C’est donc perdre son temps que de se demander si le génie est la persévérance, comme Buffon n’a pas eu honte de le dire, ou s’il serait par hasard une inspiration aveugle et désordonnée.

Le génie n’est pas telle ou telle face de l’opposition. Il est la force qui la résout. Vu d’en bas, il apparaît au vulgaire comme une folie inquiétante qui n’inspire pas même de pitié. Car toute souffrance supérieure trouve les hommes impitoyables.

Le génie est la faculté de créer. Il conçoit, et comme tel, il est passif. Puis l’idée conçue fait en lui son travail secret. Il la porte. Il subit son opération latente et mystérieuse. Il réagit, il est actif : c’est la terre qui a ouvert son sein à la semence féconde et qui attend en silence que le soleil, à l’heure marquée, fasse naître la rose qui réjouit et embaume la création. L’action de l’idée sur l’homme c’est l’action de la lumière sur la matière terrestre. Elle opère dans la plus vile poussière.

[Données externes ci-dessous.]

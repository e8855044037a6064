//! axum integration for `jsonreply-core`.
//!
//! Exposes the response writer, reply shortcuts, error type, request
//! parameter extractor and the demo routes so integration tests and the
//! binary entrypoint can both access them.

pub mod config;
pub mod error;
pub mod extract;
pub mod reply;
pub mod routes;
pub mod writer;
//! Framework-agnostic core for standardized JSON HTTP responses.
//!
//! - [`status`] -- the fixed status set and its phrase table.
//! - [`envelope`] -- the JSON envelopes written as response bodies.
//! - [`respond`] -- one formatter operation per response category.
//! - [`guard`] -- required-parameter checks over body/path/query.
//! - [`writer`] -- the response-writing target abstraction.

pub mod envelope;
pub mod error;
pub mod guard;
pub mod one_or_many;
pub mod respond;
pub mod status;
pub mod writer;

pub use envelope::{ErrorDetail, FriendlyMessage};
pub use guard::{missing_params, require_params, Guard, ParamSource, ParamSources};
pub use one_or_many::OneOrMany;
pub use respond::{Failure, Notice, Rejection, Success};
pub use status::{status_message, Status};
pub use writer::{BufferedResponse, ResponseWriter};
//! Request parameter extractor for the required-parameter guard.

use std::collections::HashMap;
use std::ops::Deref;

use axum::body::Bytes;
use axum::extract::rejection::RawPathParamsRejection;
use axum::extract::{Form, FromRequest, FromRequestParts, Query, RawPathParams, Request};
use axum::http::header::CONTENT_TYPE;
use axum::http::HeaderMap;
use axum::response::Response;
use jsonreply_core::{missing_params, require_params, Guard, OneOrMany, ParamSources};
use serde_json::Value;

use crate::error::{ApiError, ApiResult};
use crate::writer::AxumWriter;

/// Body, path and query parameters of the incoming request.
///
/// Consumes the body, so it must be the last extractor of a handler. The body
/// container is filled from `application/json` (a non-empty body must be a
/// JSON object) or `application/x-www-form-urlencoded` bodies; any other
/// content type leaves it absent. Path parameters are absent when axum
/// recorded none for the route, and a path parameter that fails to decode is
/// a 400. The query container is absent when the query string cannot be
/// decoded.
///
/// ```ignore
/// async fn create(params: RequestParams) -> ApiResult<Response> {
///     params.require(["name"])?;
///     Ok(reply::created(Success::new(params.body.clone())))
/// }
/// ```
#[derive(Debug, Clone, Default)]
pub struct RequestParams(pub ParamSources);

impl<S> FromRequest<S> for RequestParams
where
    S: Send + Sync,
{
    type Rejection = ApiError;

    async fn from_request(req: Request, state: &S) -> Result<Self, Self::Rejection> {
        let (mut parts, body) = req.into_parts();

        let path = match RawPathParams::from_request_parts(&mut parts, state).await {
            Ok(params) => Some(
                params
                    .iter()
                    .map(|(key, value)| (key.to_string(), value.to_string()))
                    .collect::<HashMap<_, _>>(),
            ),
            Err(RawPathParamsRejection::MissingPathParams(_)) => None,
            Err(rejection) => return Err(ApiError::bad_request(rejection.body_text())),
        };

        let query = Query::<HashMap<String, String>>::try_from_uri(&parts.uri)
            .ok()
            .map(|Query(query)| query);

        let body = match body_kind(&parts.headers) {
            BodyKind::Json => {
                let bytes = Bytes::from_request(Request::from_parts(parts, body), state)
                    .await
                    .map_err(|rejection| ApiError::bad_request(rejection.body_text()))?;
                parse_body(&bytes)?
            }
            BodyKind::Form => {
                let request = Request::from_parts(parts, body);
                let Form(fields) = Form::<HashMap<String, String>>::from_request(request, state)
                    .await
                    .map_err(|rejection| ApiError::bad_request(rejection.body_text()))?;
                Some(form_body(fields))
            }
            BodyKind::Other => None,
        };

        Ok(RequestParams(ParamSources { body, path, query }))
    }
}

#[derive(Debug, Clone, Copy, PartialEq, Eq)]
enum BodyKind {
    Json,
    Form,
    Other,
}

fn body_kind(headers: &HeaderMap) -> BodyKind {
    let Some(content_type) = headers.get(CONTENT_TYPE).and_then(|v| v.to_str().ok()) else {
        return BodyKind::Other;
    };
    let essence = content_type
        .split(';')
        .next()
        .unwrap_or_default()
        .trim()
        .to_ascii_lowercase();

    if essence == "application/json" || essence.ends_with("+json") {
        BodyKind::Json
    } else if essence == "application/x-www-form-urlencoded" {
        BodyKind::Form
    } else {
        BodyKind::Other
    }
}

fn form_body(fields: HashMap<String, String>) -> Value {
    Value::Object(
        fields
            .into_iter()
            .map(|(key, value)| (key, Value::String(value)))
            .collect(),
    )
}

fn parse_body(bytes: &[u8]) -> ApiResult<Option<Value>> {
    if bytes.iter().all(u8::is_ascii_whitespace) {
        return Ok(None);
    }

    let body: Value = serde_json::from_slice(bytes)
        .map_err(|err| ApiError::bad_request(format!("Invalid JSON body: {err}")))?;
    if !body.is_object() {
        return Err(ApiError::bad_request("Request body must be a JSON object"));
    }
    Ok(Some(body))
}

impl RequestParams {
    /// Guard in `?` form: `Err(ApiError::BadRequest)` listing every missing
    /// name when any is absent.
    pub fn require(&self, names: impl Into<OneOrMany>) -> ApiResult<()> {
        let missing = missing_params(&self.0, names);
        if missing.is_empty() {
            Ok(())
        } else {
            tracing::debug!(missing = ?missing, "Rejecting request with missing parameters");
            Err(ApiError::bad_request(missing))
        }
    }

    /// Guard in two-outcome form, with the 400 response already built on
    /// rejection.
    pub fn guard(&self, names: impl Into<OneOrMany>) -> Guard<Response> {
        require_params(&mut AxumWriter::new(), &self.0, names)
    }
}

impl Deref for RequestParams {
    type Target = ParamSources;

    fn deref(&self) -> &ParamSources {
        &self.0
    }
}
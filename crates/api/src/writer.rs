use axum::http::StatusCode;
use axum::response::{IntoResponse, Response};
use axum::Json;
use jsonreply_core::{ResponseWriter, Status};
use serde::Serialize;

/// [`ResponseWriter`] that produces an axum [`Response`].
///
/// The body is serialized eagerly so the writer does not need to own it; a
/// serialization failure becomes axum's plain-text 500, same as returning a
/// `Json` that fails to serialize.
#[derive(Debug, Clone)]
pub struct AxumWriter {
    status: StatusCode,
}

impl AxumWriter {
    pub fn new() -> Self {
        Self {
            status: StatusCode::OK,
        }
    }

    pub fn status_code(&self) -> StatusCode {
        self.status
    }
}

impl Default for AxumWriter {
    fn default() -> Self {
        Self::new()
    }
}

impl ResponseWriter for AxumWriter {
    type Output = Response;

    fn status(&mut self, status: Status) -> &mut Self {
        self.status = http_status(status);
        self
    }

    fn json<T: Serialize + ?Sized>(&mut self, body: &T) -> Response {
        (self.status, Json(body)).into_response()
    }
}

/// Map a formatter status onto the `http` crate's status type.
pub fn http_status(status: Status) -> StatusCode {
    match status {
        Status::Ok => StatusCode::OK,
        Status::Created => StatusCode::CREATED,
        Status::BadRequest => StatusCode::BAD_REQUEST,
        Status::Unauthorized => StatusCode::UNAUTHORIZED,
        Status::Forbidden => StatusCode::FORBIDDEN,
        Status::NotFound => StatusCode::NOT_FOUND,
        Status::UnsupportedAction => StatusCode::METHOD_NOT_ALLOWED,
        Status::Teapot => StatusCode::IM_A_TEAPOT,
        Status::ValidationFailed => StatusCode::UNPROCESSABLE_ENTITY,
        Status::ServerError => StatusCode::INTERNAL_SERVER_ERROR,
    }
}
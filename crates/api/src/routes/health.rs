use axum::response::Response;
use axum::{routing::get, Router};
use jsonreply_core::Success;
use serde::Serialize;

use crate::reply;

#[derive(Serialize)]
struct HealthResponse {
    status: &'static str,
    version: &'static str,
}

async fn health_check() -> Response {
    reply::ok(
        Success::new(HealthResponse {
            status: "ok",
            version: env!("CARGO_PKG_VERSION"),
        })
        .friendly_message("Service healthy"),
    )
}

pub fn router() -> Router {
    Router::new().route("/health", get(health_check))
}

Mais il faut que la terre ait été ouverte, fécondée, meurtrie, et que le cœur de l’homme ait été déchiré. Tout est conçu dans la joie et enfanté dans la douleur. Telle est la loi.

Cette activité et cette passivité du génie, ces éclats de lumière qui l’invitent et ces ténèbres qui le repoussent, cette force et cette faiblesse qui lui font une vie si étrange, ces grands espoirs et ces grands accablements, ces antinomies immenses qui évoquent en lui la vie et la mort, que deviendront ces choses ? Quel sera le sort de ces puissances mystérieusement séparées, mystérieusement combinées qui ont l’une pour l’autre une invincible horreur et une invincible affinité ?

Une création sera faite, et le génie ne se souviendra plus de l’enfantement douloureux parce qu’une œuvre d’art aura paru dans le monde. Il se sentira ravi dans une harmonie inconnue.

Comme il n’aura pas observé certaines règles convenues dans les poétiques, on dira qu’il est indiscipliné.

Pendant que vous observez vos règles et que vos adversaires, aussi esclaves que vous, les violent systématiquement, lui, sans penser ni à eux ni à vous, il a observé la loi. Les yeux fixés sur le type invisible, il l’a exprimé suivant qu’il convenait. Il n’est le génie que parce qu’il est l’expression de la loi plus haute par laquelle il crée, et devant laquelle disparaissent abîmées les petites difficultés qui vous agitent. Vous ne voyez de lui que le côté négatif. Vous voyez ce qu’il n’est pas. Vous ne voyez pas ce qu’il est.

Le talent n’a pas cette puissance, parce qu’il n’a pas cette faiblesse. Il n’est ni si actif ni si passif. Il n’habite ni les sommets ni les abîmes.

Le génie est entraîné. Le talent marche à son pas. Il fait comme il veut. Le génie fait comme il peut. Le génie crée suivant les lois de la création. Le talent fabrique quelquefois suivant les lois de l’industrie. C’est parce qu’il est de l’essence du génie d’être opposé à lui-même qu’il est dans ses habitudes d’être blasphémé. Quiconque ne parle pas la langue commune est mis hors la loi.